Using the line that contains "let oldest = archives.remove(0);" as the first line and the last line of the data as the final one, give every line in that range again exactly.

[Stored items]
+--

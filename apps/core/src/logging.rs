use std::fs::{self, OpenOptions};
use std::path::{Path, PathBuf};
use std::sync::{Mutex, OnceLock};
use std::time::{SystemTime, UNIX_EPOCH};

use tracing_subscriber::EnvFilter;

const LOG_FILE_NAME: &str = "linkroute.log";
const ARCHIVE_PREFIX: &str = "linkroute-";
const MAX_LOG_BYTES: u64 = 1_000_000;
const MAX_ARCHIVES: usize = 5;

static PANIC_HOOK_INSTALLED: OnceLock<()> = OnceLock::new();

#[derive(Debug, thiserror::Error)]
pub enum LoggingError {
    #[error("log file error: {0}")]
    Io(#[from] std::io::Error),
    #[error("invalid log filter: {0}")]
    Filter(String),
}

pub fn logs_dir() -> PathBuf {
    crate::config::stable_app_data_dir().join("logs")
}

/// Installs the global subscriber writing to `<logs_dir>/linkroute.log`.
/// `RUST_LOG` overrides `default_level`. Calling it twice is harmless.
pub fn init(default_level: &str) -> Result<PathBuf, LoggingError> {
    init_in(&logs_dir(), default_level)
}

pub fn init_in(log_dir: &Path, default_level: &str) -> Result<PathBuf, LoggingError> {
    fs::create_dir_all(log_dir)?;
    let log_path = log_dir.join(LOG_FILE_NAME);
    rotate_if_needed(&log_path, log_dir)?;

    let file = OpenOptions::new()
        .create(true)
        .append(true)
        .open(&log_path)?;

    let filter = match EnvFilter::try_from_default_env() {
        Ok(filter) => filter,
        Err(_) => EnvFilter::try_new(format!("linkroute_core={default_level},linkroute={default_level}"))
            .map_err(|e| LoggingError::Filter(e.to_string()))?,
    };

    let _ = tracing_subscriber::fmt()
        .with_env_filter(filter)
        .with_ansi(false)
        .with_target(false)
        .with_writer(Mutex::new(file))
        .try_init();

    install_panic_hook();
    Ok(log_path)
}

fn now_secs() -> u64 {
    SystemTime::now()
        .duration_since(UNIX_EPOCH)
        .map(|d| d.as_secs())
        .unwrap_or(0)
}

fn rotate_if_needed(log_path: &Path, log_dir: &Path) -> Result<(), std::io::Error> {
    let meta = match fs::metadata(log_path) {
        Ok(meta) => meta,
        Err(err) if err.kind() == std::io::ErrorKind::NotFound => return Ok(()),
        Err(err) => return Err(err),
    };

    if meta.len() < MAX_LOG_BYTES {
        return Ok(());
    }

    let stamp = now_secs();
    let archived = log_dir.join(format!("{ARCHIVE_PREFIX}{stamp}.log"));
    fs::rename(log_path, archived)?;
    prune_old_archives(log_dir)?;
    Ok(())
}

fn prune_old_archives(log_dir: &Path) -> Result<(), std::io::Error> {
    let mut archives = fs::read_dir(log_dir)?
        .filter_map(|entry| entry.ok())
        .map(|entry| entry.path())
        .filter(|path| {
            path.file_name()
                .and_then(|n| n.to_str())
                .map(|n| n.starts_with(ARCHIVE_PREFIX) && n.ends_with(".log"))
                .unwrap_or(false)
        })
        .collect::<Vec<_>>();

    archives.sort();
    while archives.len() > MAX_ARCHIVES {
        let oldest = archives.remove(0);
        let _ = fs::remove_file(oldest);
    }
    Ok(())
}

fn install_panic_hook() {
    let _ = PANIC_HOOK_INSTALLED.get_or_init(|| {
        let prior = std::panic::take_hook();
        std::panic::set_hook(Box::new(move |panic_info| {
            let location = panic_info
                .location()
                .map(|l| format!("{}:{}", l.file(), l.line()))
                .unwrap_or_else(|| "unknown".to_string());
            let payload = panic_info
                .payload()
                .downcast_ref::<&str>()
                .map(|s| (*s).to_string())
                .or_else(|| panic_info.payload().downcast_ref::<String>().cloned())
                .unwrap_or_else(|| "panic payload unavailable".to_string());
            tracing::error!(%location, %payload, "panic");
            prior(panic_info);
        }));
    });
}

+--

RESULT OF THE EXERCISE:
        let oldest = archives.remove(0);
        let _ = fs::remove_file(oldest);
    }
    Ok(())
}

fn install_panic_hook() {
    let _ = PANIC_HOOK_INSTALLED.get_or_init(|| {
        let prior = std::panic::take_hook();
        std::panic::set_hook(Box::new(move |panic_info| {
            let location = panic_info
                .location()
                .map(|l| format!("{}:{}", l.file(), l.line()))
                .unwrap_or_else(|| "unknown".to_string());
            let payload = panic_info
                .payload()
                .downcast_ref::<&str>()
                .map(|s| (*s).to_string())
                .or_else(|| panic_info.payload().downcast_ref::<String>().cloned())
                .unwrap_or_else(|| "panic payload unavailable".to_string());
            tracing::error!(%location, %payload, "panic");
            prior(panic_info);
        }));
    });
}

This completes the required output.